MATERIAL PROVIDED:
***

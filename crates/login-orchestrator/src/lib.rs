//! Login orchestration core.
//!
//! This crate provides:
//! - The mode selector over the four authentication strategies
//! - The credential submission coordinator with per-mode request construction
//! - The post-login side-effect chain (directory profile fetch + navigation)
//! - The session-check fallback chain for OIDC session recovery

mod effects;
mod error;
mod orchestrator;
mod session_check;

#[cfg(test)]
mod tests;

pub use effects::{
    InMemorySessionStore, Navigator, SessionStore, APP_ROOT, EMAIL_SESSION_KEY,
};
pub use error::{OrchestratorError, OrchestratorResult};
pub use orchestrator::LoginOrchestrator;
pub use session_check::SessionCheckOutcome;

pub use auth_transport::{AuthMode, CredentialForm, CredentialTransport, LoginResult};
pub use identity_session::{IdentitySessionClient, ProviderSettings, SessionEvent};
//! Session-check fallback chain.
//!
//! A strict two-tier recovery pipeline for re-establishing an OIDC session
//! without forcing a full redirect: query the session status and load user
//! info, and on any failure fall back to a single interactive popup sign-in.
//! Each terminal state is reported exactly once; there is no retry loop and
//! no silent-iframe stage in this chain.

use crate::error::{OrchestratorError, OrchestratorResult};
use crate::orchestrator::LoginOrchestrator;
use rust_fsm::*;
use tracing::{debug, info, warn};

/// Request state attached to the recovery popup sign-in.
const SESSION_RECOVERY_STATE: &str = "session-recovery";

// Lifecycle of one session check. Guards re-entrancy: `Begin` is only
// possible from `Idle`, so a second check while one is in flight is rejected
// instead of opening a duplicate popup.
state_machine! {
    #[derive(Debug, Clone, PartialEq, Eq)]
    pub check_machine(Idle)

    Idle => {
        Begin => Primary
    },
    Primary => {
        Authorized => Idle,
        PrimaryFailed => PopupRecovery
    },
    PopupRecovery => {
        Authorized => Idle,
        PopupFailed => Idle
    }
}

pub use check_machine::Input as CheckInput;
pub use check_machine::State as CheckState;
pub use check_machine::StateMachine as CheckMachine;

/// Terminal success state of a session check.
#[derive(Debug, Clone, Copy, PartialEq, Eq)]
pub enum SessionCheckOutcome {
    /// The provider reported an active session and user info was loaded.
    ActiveSession,
    /// The session was re-established through the popup sign-in.
    RecoveredViaPopup,
}

impl LoginOrchestrator {
    /// Run the session-check fallback chain.
    ///
    /// Ordered stages, first success wins: status query plus user-info load,
    /// then the interactive popup. An absent session status is a negotiated
    /// no-session outcome handled inside the chain, never surfaced as a raw
    /// error. Popup failure, including the user dismissing the popup, is the
    /// terminal failure state and leaves the user signed out.
    pub async fn check_session(&self) -> OrchestratorResult<SessionCheckOutcome> {
        self.begin_check()?;

        if let Some(outcome) = self.stage_status_and_user_info().await {
            self.advance_check(CheckInput::Authorized)?;
            return Ok(outcome);
        }
        self.advance_check(CheckInput::PrimaryFailed)?;

        match self.stage_popup_signin().await {
            Ok(outcome) => {
                self.advance_check(CheckInput::Authorized)?;
                Ok(outcome)
            }
            Err(err) => {
                self.advance_check(CheckInput::PopupFailed)?;
                warn!(error = %err, "Session check failed; user remains signed out");
                Err(err)
            }
        }
    }

    /// Stage 1: session status query, then user info. Every failure here,
    /// including the synthesized no-session outcome, falls through to the
    /// popup stage.
    async fn stage_status_and_user_info(&self) -> Option<SessionCheckOutcome> {
        let status = match self.identity().query_session_status().await {
            Ok(Some(status)) => status,
            Ok(None) => {
                debug!("No active session reported; falling through to recovery");
                return None;
            }
            Err(err) => {
                warn!(error = %err, "Session status query failed");
                return None;
            }
        };

        // A user-info load that resolves is authorization, even when no
        // stored user comes back; only a failed load falls through.
        match self.identity().get_user().await {
            Ok(user) => {
                info!(
                    sub = %status.sub,
                    stored_user = user.is_some(),
                    "Session check authorized"
                );
                Some(SessionCheckOutcome::ActiveSession)
            }
            Err(err) => {
                warn!(error = %err, "User info load failed");
                None
            }
        }
    }

    /// Stage 2: interactive popup sign-in, the single recovery path.
    async fn stage_popup_signin(&self) -> OrchestratorResult<SessionCheckOutcome> {
        info!("Falling back to popup sign-in");
        self.identity()
            .signin_popup(SESSION_RECOVERY_STATE)
            .await
            .map(|_| SessionCheckOutcome::RecoveredViaPopup)
            .map_err(OrchestratorError::from)
    }

    fn begin_check(&self) -> OrchestratorResult<()> {
        let mut machine = self.check_machine.lock().unwrap();
        machine
            .consume(&CheckInput::Begin)
            .map_err(|_| OrchestratorError::SessionCheckInFlight)?;
        Ok(())
    }

    fn advance_check(&self, input: CheckInput) -> OrchestratorResult<()> {
        let mut machine = self.check_machine.lock().unwrap();
        let state = format!("{:?}", machine.state());
        machine.consume(&input).map_err(|_| {
            OrchestratorError::InvalidCheckTransition(format!(
                "cannot apply {:?} in state {}",
                input, state
            ))
        })?;
        Ok(())
    }
}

***

EXERCISE INSTRUCTIONS: Copy every line in the data above that has the string "PopupFailed" in it.

WRITTEN REPLY:
        PopupFailed => Idle
                self.advance_check(CheckInput::PopupFailed)?;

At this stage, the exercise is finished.